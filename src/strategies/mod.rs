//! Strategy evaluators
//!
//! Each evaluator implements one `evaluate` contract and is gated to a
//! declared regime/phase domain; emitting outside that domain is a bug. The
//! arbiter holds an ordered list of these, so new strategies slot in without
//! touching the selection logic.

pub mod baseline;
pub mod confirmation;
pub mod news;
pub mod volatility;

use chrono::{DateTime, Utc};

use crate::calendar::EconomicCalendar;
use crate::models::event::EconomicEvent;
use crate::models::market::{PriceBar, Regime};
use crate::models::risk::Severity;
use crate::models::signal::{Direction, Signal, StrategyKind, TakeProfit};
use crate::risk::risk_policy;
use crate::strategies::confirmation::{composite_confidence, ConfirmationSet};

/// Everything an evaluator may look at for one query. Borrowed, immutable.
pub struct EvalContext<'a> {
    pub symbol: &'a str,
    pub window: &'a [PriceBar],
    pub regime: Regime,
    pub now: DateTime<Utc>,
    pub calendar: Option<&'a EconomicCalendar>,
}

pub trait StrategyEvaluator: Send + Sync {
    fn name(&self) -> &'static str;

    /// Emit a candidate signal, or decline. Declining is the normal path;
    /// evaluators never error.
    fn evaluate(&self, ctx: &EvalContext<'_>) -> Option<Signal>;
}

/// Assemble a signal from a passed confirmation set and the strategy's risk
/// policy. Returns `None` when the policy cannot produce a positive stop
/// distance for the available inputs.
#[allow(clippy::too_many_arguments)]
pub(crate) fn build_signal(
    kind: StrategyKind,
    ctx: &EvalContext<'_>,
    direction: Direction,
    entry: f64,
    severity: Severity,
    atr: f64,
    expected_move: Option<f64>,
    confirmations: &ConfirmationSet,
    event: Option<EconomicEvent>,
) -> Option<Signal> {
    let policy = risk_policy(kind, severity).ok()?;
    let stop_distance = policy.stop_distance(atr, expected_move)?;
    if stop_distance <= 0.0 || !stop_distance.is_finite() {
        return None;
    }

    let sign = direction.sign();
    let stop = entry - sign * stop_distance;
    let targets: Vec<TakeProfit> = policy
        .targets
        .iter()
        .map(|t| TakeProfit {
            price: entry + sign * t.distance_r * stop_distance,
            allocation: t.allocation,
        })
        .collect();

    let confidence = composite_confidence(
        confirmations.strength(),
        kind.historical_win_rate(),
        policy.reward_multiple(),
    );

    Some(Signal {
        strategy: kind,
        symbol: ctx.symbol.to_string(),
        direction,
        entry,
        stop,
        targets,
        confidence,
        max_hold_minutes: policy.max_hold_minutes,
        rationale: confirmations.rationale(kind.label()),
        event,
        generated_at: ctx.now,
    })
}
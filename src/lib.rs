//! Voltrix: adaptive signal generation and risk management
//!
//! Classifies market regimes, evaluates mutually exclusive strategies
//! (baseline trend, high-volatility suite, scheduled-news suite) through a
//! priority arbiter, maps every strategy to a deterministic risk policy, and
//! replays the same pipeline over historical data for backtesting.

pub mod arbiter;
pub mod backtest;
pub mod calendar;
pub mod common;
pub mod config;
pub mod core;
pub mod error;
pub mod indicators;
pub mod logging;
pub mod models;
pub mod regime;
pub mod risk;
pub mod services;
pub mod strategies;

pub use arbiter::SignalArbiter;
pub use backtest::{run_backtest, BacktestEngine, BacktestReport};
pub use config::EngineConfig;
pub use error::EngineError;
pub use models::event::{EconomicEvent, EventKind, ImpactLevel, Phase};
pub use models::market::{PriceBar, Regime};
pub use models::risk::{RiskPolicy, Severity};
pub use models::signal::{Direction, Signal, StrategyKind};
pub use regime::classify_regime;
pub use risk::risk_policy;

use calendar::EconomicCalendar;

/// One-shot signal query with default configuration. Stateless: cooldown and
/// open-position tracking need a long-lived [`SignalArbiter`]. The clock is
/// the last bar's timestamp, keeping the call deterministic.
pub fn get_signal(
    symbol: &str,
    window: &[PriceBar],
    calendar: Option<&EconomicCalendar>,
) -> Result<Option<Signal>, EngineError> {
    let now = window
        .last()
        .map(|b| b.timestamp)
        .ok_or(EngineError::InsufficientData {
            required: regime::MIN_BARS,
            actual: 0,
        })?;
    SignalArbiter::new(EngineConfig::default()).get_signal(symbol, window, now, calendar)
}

...

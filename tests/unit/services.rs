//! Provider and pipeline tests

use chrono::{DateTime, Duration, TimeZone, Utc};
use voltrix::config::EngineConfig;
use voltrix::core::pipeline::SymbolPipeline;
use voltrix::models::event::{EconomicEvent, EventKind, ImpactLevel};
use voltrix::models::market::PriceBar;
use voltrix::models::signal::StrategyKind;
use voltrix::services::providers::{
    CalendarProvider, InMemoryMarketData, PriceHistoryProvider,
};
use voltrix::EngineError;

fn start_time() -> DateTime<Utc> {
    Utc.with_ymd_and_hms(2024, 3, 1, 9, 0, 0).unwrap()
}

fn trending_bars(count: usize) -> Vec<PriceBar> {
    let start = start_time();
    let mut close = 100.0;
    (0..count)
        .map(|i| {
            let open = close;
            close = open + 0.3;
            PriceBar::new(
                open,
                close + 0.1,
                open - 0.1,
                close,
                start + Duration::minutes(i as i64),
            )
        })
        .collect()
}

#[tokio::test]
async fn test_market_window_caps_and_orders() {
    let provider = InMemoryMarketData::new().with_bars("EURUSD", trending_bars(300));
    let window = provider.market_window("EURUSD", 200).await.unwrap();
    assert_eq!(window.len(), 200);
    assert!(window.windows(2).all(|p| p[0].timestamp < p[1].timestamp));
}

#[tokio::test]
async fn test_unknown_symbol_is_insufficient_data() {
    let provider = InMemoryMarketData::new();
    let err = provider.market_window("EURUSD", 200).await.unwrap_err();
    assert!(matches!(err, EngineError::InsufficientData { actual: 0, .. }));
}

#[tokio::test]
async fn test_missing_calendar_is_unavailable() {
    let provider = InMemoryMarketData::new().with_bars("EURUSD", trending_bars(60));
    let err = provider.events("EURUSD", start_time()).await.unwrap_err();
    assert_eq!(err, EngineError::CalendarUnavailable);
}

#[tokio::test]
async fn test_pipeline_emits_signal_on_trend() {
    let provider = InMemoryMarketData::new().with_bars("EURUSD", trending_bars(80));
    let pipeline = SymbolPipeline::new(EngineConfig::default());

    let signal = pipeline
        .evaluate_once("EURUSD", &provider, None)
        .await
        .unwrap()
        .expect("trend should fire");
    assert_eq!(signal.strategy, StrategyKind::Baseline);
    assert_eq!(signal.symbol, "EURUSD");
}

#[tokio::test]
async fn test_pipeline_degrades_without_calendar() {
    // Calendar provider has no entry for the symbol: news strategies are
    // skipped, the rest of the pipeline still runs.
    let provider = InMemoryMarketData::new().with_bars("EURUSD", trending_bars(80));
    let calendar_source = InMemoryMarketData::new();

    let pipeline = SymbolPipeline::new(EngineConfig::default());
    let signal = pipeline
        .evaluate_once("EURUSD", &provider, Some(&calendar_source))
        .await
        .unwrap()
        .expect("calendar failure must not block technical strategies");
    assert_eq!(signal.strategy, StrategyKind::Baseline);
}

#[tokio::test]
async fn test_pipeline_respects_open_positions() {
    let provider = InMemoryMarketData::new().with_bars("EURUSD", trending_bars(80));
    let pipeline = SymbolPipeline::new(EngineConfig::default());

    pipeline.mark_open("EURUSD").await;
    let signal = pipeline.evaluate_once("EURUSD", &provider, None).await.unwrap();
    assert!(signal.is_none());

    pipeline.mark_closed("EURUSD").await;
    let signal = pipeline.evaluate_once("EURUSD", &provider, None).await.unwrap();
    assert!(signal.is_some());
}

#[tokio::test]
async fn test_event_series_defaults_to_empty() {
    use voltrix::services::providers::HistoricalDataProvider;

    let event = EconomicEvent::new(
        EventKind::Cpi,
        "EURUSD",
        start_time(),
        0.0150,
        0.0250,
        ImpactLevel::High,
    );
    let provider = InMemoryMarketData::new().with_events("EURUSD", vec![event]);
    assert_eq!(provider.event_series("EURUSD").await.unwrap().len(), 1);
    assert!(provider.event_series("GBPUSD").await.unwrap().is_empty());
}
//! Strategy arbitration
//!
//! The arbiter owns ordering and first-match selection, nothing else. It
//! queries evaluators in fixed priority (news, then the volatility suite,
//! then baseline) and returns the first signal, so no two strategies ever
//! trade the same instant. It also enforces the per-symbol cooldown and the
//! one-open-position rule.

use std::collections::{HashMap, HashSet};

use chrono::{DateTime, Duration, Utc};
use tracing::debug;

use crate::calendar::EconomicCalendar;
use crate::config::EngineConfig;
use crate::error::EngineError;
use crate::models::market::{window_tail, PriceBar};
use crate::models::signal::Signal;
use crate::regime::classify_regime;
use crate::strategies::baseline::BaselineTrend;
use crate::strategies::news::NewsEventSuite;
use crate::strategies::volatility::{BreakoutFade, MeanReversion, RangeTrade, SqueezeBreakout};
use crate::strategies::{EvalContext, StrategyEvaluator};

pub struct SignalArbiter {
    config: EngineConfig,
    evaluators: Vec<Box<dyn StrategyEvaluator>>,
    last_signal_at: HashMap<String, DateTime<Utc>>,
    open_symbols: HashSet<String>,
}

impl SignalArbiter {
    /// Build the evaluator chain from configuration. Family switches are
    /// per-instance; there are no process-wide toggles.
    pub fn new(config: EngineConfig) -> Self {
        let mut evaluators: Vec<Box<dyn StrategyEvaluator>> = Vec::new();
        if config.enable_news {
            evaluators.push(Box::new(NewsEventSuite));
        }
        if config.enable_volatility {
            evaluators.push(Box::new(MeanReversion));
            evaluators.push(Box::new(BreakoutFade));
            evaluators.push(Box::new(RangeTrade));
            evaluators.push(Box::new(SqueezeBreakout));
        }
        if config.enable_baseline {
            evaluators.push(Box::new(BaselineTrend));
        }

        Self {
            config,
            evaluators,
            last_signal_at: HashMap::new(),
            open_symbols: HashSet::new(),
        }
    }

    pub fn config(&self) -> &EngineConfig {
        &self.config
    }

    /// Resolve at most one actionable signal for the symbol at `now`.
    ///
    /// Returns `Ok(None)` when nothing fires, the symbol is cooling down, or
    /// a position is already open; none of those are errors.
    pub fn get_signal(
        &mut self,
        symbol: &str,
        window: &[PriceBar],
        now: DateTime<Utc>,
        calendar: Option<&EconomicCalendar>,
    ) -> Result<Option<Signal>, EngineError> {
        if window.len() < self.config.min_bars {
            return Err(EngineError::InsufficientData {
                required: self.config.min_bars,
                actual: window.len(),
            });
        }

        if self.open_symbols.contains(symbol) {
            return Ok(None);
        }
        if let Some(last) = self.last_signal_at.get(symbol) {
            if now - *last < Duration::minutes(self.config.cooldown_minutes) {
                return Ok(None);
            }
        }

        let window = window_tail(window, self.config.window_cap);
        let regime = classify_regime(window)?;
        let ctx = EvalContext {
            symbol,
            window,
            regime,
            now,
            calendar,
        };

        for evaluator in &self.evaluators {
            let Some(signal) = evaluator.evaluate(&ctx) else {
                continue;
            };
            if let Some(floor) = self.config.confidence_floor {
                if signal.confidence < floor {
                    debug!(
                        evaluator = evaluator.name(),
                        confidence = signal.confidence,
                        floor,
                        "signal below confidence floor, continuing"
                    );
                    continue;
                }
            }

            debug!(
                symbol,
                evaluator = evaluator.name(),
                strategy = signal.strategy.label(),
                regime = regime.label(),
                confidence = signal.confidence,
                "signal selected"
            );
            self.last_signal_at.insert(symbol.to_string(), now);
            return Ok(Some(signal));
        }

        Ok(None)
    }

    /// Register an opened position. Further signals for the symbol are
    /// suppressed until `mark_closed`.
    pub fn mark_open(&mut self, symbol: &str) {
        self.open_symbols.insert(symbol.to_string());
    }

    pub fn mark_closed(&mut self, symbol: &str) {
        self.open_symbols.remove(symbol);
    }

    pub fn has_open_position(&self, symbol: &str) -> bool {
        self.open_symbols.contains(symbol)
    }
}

-- How to complete this task --
Filter the data down to the lines that contain the string "StrategyEvaluator", and copy them.

-- Answer below --
pub trait StrategyEvaluator: Send + Sync {
use crate::strategies::{EvalContext, StrategyEvaluator};
    evaluators: Vec<Box<dyn StrategyEvaluator>>,
        let mut evaluators: Vec<Box<dyn StrategyEvaluator>> = Vec::new();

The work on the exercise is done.